> AIM OF THE EXERCISE
Scan the entries below for the word "async" and copy every line in which it occurs.

(Stored data)
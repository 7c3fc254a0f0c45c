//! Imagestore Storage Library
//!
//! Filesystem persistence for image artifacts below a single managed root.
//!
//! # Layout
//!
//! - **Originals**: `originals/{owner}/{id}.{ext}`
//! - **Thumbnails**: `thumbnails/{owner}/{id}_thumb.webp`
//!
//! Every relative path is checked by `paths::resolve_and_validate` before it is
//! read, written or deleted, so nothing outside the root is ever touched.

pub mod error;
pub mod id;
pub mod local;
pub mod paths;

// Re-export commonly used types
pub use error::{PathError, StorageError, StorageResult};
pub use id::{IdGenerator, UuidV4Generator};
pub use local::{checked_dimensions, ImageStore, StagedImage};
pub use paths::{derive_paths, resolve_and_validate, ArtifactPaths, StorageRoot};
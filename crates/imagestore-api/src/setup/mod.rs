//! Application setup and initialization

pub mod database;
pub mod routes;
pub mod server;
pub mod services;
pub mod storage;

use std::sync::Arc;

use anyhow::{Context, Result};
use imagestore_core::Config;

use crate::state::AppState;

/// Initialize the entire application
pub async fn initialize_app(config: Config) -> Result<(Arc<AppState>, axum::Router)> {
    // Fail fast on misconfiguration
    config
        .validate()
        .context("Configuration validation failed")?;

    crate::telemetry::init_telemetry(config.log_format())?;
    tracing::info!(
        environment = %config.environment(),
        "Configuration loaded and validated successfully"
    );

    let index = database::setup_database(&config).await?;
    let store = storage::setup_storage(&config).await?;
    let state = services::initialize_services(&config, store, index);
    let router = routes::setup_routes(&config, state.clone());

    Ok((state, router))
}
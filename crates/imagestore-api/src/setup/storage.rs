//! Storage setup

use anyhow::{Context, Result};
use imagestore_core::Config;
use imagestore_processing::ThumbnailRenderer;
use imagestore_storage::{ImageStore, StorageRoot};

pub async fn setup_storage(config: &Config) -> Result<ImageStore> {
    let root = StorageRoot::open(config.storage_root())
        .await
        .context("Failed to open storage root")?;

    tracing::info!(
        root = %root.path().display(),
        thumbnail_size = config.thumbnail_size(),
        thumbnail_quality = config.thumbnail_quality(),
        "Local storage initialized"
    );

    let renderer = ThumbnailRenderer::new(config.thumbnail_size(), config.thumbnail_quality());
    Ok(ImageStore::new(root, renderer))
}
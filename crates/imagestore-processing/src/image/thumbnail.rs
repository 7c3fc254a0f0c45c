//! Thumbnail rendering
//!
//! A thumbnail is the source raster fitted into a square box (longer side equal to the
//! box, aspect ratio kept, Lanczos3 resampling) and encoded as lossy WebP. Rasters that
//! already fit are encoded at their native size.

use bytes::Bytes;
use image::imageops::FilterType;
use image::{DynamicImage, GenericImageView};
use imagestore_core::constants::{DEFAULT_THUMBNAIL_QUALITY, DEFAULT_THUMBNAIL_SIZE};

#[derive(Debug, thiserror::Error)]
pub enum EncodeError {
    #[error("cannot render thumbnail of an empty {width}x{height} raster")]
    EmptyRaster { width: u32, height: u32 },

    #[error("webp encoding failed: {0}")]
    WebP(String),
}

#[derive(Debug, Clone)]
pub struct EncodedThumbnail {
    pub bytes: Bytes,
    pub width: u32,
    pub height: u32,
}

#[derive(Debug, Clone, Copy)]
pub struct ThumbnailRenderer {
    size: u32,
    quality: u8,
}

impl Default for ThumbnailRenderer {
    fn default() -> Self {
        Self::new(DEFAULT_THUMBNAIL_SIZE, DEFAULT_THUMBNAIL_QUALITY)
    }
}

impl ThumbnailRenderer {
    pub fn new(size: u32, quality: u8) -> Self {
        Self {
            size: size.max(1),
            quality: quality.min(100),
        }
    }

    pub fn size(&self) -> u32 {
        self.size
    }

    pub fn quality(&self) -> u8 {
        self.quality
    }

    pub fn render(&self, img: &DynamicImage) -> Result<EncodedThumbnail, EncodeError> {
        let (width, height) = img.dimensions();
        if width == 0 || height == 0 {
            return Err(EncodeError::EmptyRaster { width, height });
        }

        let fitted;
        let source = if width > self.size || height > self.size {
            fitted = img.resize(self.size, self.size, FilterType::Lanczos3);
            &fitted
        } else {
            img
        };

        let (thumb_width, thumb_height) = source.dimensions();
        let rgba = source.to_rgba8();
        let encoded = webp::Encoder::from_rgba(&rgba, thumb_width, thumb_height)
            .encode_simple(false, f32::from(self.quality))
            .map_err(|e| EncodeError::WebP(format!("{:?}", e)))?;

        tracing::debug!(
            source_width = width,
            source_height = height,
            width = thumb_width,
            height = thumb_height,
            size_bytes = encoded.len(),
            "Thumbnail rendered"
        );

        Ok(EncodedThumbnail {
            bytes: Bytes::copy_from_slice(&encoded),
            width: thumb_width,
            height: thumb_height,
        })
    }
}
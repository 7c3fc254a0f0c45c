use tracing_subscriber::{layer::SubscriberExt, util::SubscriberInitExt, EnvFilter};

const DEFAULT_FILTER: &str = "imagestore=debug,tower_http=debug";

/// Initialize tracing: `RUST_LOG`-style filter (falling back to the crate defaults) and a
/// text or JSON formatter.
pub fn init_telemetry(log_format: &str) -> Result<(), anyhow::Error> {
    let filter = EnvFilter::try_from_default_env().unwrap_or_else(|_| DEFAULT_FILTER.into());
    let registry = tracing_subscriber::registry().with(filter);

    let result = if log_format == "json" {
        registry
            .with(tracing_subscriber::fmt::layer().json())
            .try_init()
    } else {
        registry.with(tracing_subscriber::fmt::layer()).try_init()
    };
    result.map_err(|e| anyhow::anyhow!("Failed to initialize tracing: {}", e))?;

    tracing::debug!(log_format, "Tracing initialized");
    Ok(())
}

> ANSWER TO THE EXERCISE
pub async fn initialize_app(config: Config) -> Result<(Arc<AppState>, axum::Router)> {
pub async fn setup_storage(config: &Config) -> Result<ImageStore> {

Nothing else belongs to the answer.